Quel accompagnement pour toutes ces initiatives ?
Le ministre de l’Environnement et du Développement durable, Abdou Karim Sall, nous a instruit de travailler autour de projets structurants mais aussi autour de la durabilité. Il est bon de créer des emplois, il est bon de mettre en place des mécanismes pour la création d’emplois verts mais aussi il faut s’inscrire dans la durabilité. Il faut des stratégies concrètes pour rendre durable ces emplois, en faire la promotion pour permettre aux jeunes bénéficiaires des activités financées par l’Etat du Sénégal et le Programme des Nations unies pour le développement (PNUD) dans le cadre du PACEV d’inscrire leur activité dans la durabilité.
Le recyclage des déchets plastiques permet de promouvoir l’économie circulaire ? Quelle est sa place dans votre agenda ?
Vous pointez du doigt un sujet d’actualité. Le Sénégal a pris une option irréversible de se départir du plastique. Cette décision constitue le fondement qui pourrait nous aider aujourd’hui à promouvoir des activités de recyclages, c’est-à-dire de transformer les déchets plastiques de façon à les réinjectés dans le circuit de production sous forme de nouveaux « output ».
Monsieur le ministre Abdou Karim Sall a entamé la mise en œuvre de la loi interdisant le pastique, votée par l’Assemblée nationale et promulguée par le Président de la République, en exhortant les équipes du MEDD de travailler avec les entreprises privées qui manifestent leur volonté à exercer dans le recyclage des déchets plastiques.

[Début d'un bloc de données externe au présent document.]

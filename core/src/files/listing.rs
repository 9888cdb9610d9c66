//! Current-directory listing with selection that survives re-fetches.
//!
//! Every request gets a sequence number; a response is applied only if no
//! newer request has been issued since, so a slow earlier load can never
//! clobber a faster later one. Entries are replaced on write (a new `Arc`
//! per change) so callers can detect changes by pointer identity.

use std::collections::HashSet;
use std::sync::{Arc, Mutex, MutexGuard};

use serde::Serialize;
use tracing::{debug, warn};

use crate::backends::ListingBackend;
use crate::errors::ListingError;

use super::path::RemotePath;
use super::DirectoryEntry;

/// Snapshot of what the browser currently shows.
#[derive(Debug, Clone, Serialize)]
#[serde(rename_all = "camelCase")]
pub struct NavigationState {
    pub current_path: RemotePath,
    /// Backend order, stable for a given fetch.
    pub entries: Arc<Vec<DirectoryEntry>>,
    pub is_loading: bool,
}

/// What happened to the response of a [`ListingStore::load`] call.
#[derive(Debug, Clone, PartialEq, Eq)]
pub enum LoadOutcome {
    /// The response was applied; carries the canonical echoed path.
    Applied(RemotePath),
    /// A newer load was issued before this one resolved; nothing changed.
    Superseded,
}

struct ListingInner {
    nav: NavigationState,
    /// Sequence number of the most recently issued request.
    issued: u64,
}

/// Owner of [`NavigationState`].
pub struct ListingStore {
    backend: Arc<dyn ListingBackend>,
    inner: Mutex<ListingInner>,
}

impl ListingStore {
    pub fn new(backend: Arc<dyn ListingBackend>, initial: RemotePath) -> Self {
        Self {
            backend,
            inner: Mutex::new(ListingInner {
                nav: NavigationState {
                    current_path: initial,
                    entries: Arc::new(Vec::new()),
                    is_loading: false,
                },
                issued: 0,
            }),
        }
    }

    fn lock(&self) -> MutexGuard<'_, ListingInner> {
        self.inner.lock().unwrap_or_else(|e| e.into_inner())
    }

    /// Fetch `path` and apply the result unless a newer load was issued.
    ///
    /// On success `currentPath` becomes the backend-echoed path in canonical
    /// form. Selection is carried forward by name only when that path equals
    /// the previous one. On failure the previous entries stay visible.
    pub async fn load(&self, path: &RemotePath) -> Result<LoadOutcome, ListingError> {
        let seq = {
            let mut inner = self.lock();
            inner.issued += 1;
            inner.nav.is_loading = true;
            inner.issued
        };
        debug!(%path, seq, "Loading listing");

        let pending = PendingLoad {
            store: self,
            seq,
            armed: true,
        };
        let result = self.backend.fetch_listing(path).await;
        pending.disarm();

        let mut inner = self.lock();
        if seq != inner.issued {
            debug!(%path, seq, latest = inner.issued, "Discarding superseded listing response");
            return Ok(LoadOutcome::Superseded);
        }
        inner.nav.is_loading = false;

        let response = match result {
            Ok(response) => response,
            Err(e) => {
                warn!(%path, "Listing fetch failed: {e}");
                return Err(e.into());
            }
        };

        let echoed = match RemotePath::normalize(&response.current_path) {
            Ok(echoed) => echoed,
            Err(e) => {
                debug!(%path, "Backend echoed an unusable path ({e}), keeping the requested one");
                path.clone()
            }
        };

        let entries = if echoed == inner.nav.current_path {
            merge_selection(&inner.nav.entries, response.entries)
        } else {
            clear_flags(response.entries)
        };

        debug!(path = %echoed, count = entries.len(), "Listing applied");
        inner.nav.entries = Arc::new(entries);
        inner.nav.current_path = echoed.clone();
        Ok(LoadOutcome::Applied(echoed))
    }

    /// Flip `selected` on the named file.
    ///
    /// Directories and unknown names are ignored. Returns whether anything
    /// changed.
    pub fn toggle_selection(&self, name: &str) -> bool {
        let mut inner = self.lock();
        let Some(index) = inner
            .nav
            .entries
            .iter()
            .position(|e| e.name == name && !e.is_directory)
        else {
            return false;
        };

        let mut entries = inner.nav.entries.as_ref().clone();
        entries[index].selected = !entries[index].selected;
        inner.nav.entries = Arc::new(entries);
        true
    }

    /// Unselect everything. A no-op (same `Arc`) when nothing is selected.
    pub fn clear_selection(&self) {
        let mut inner = self.lock();
        if !inner.nav.entries.iter().any(|e| e.selected) {
            return;
        }
        inner.nav.entries = Arc::new(clear_flags(inner.nav.entries.as_ref().clone()));
    }

    /// Entries to display, dropping dot-files unless `show_hidden`.
    ///
    /// Backend order is preserved.
    pub fn visible_entries(&self, show_hidden: bool) -> Vec<DirectoryEntry> {
        self.lock()
            .nav
            .entries
            .iter()
            .filter(|e| show_hidden || !e.is_hidden())
            .cloned()
            .collect()
    }

    pub fn selected_files(&self) -> Vec<DirectoryEntry> {
        self.lock()
            .nav
            .entries
            .iter()
            .filter(|e| e.selected)
            .cloned()
            .collect()
    }

    pub fn entry(&self, name: &str) -> Option<DirectoryEntry> {
        self.lock().nav.entries.iter().find(|e| e.name == name).cloned()
    }

    pub fn entries(&self) -> Arc<Vec<DirectoryEntry>> {
        self.lock().nav.entries.clone()
    }

    pub fn current_path(&self) -> RemotePath {
        self.lock().nav.current_path.clone()
    }

    pub fn is_loading(&self) -> bool {
        self.lock().nav.is_loading
    }

    pub fn snapshot(&self) -> NavigationState {
        self.lock().nav.clone()
    }

    /// Drop all entries and return to `path`; in-flight loads are discarded.
    pub fn reset(&self, path: RemotePath) {
        let mut inner = self.lock();
        inner.issued += 1;
        inner.nav = NavigationState {
            current_path: path,
            entries: Arc::new(Vec::new()),
            is_loading: false,
        };
    }
}

/// Clears `is_loading` if a load is dropped mid-fetch while it is still the
/// newest request.
struct PendingLoad<'a> {
    store: &'a ListingStore,
    seq: u64,
    armed: bool,
}

impl PendingLoad<'_> {
    fn disarm(mut self) {
        self.armed = false;
    }
}

impl Drop for PendingLoad<'_> {
    fn drop(&mut self) {
        if !self.armed {
            return;
        }
        let mut inner = self.store.lock();
        if inner.issued == self.seq {
            debug!(seq = self.seq, "Listing load cancelled");
            inner.nav.is_loading = false;
        }
    }
}

/// Carry `selected` from `previous` onto `fresh` by name, files only.
fn merge_selection(previous: &[DirectoryEntry], fresh: Vec<DirectoryEntry>) -> Vec<DirectoryEntry> {
    let selected: HashSet<&str> = previous
        .iter()
        .filter(|e| e.selected)
        .map(|e| e.name.as_str())
        .collect();

    fresh
        .into_iter()
        .map(|mut entry| {
            entry.selected = !entry.is_directory && selected.contains(entry.name.as_str());
            entry
        })
        .collect()
}

fn clear_flags(entries: Vec<DirectoryEntry>) -> Vec<DirectoryEntry> {
    entries
        .into_iter()
        .map(|mut entry| {
            entry.selected = false;
            entry
        })
        .collect()
}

Parler de ce recyclage-là, c’est parler de l’économie circulaire. L’économie circulaire, par opposition à ce qu’on pourrait appeler l’économie linéaire, est une économie dans laquelle pratiquement, tous les déchets sont recyclés, les déchets ne sont pas gênant car étant réintégrés dans le cycle de production de nouveaux outputs. L’effort de nous débarrasser des déchets plastiques trouve un écho favorable dans les activités que nous menons au niveau du PACEV, car nous avons créé une filière « éco-boutique » qui constituent une chaine de boutiques installées dans certaines communes et qui vendent des produits recyclés. Non seulement vendre des produits recyclés participe à la création d’emplois verts, mais aussi encourage les opérateurs économiques à s’engager davantage dans la promotion des activités de recyclage.
Qu’avez-vous fait pour encourager nos jeunes start-ups qui s’activent dans le recyclage des déchets plastiques ?
Nous avons une mission d’accompagnement, une mission de mobilisation de ressources mais aussi une mission de financement. C’est pourquoi, nous recevons très souvent des demandes d’accompagnement pour financer certaines activités liées aux emplois verts. Je peux citer déjà quelques filières : l’aquaculture, la pisciculture, l’agroforesterie, la gestion des déchets plastiques, le micro-jardinage, entre autres.
En effet, nous avons déjà appuyé beaucoup de GIE et des structures qui exercent dans les activités de recyclage. La difficulté très souvent, c’est qu’il y a un problème d’information et lorsque nous recevons des demandes d’accompagnement, nous étudions le niveau de maturité du projet avec nos services et si le projet atteint un cycle de maturité satisfaisant, en général, nous n’éprouvons aucune difficulté à prendre des dispositions nécessaires pour financer, dans la mesure du possible, les porteurs de projets concernés. Nous l’avons déjà fait dans le passé et nous le ferons encore. La Direction des financements verts et des partenariats est en train de travailler avec beaucoup de structures. La preuve, nous sommes en train d’envisager, sur instruction du ministre de l’Environnement et du Développement durable la création d’un fonds d’appui à la création d’emplois verts après avoir déroulé et clôturé avec succès un projet pilote d’emplois verts.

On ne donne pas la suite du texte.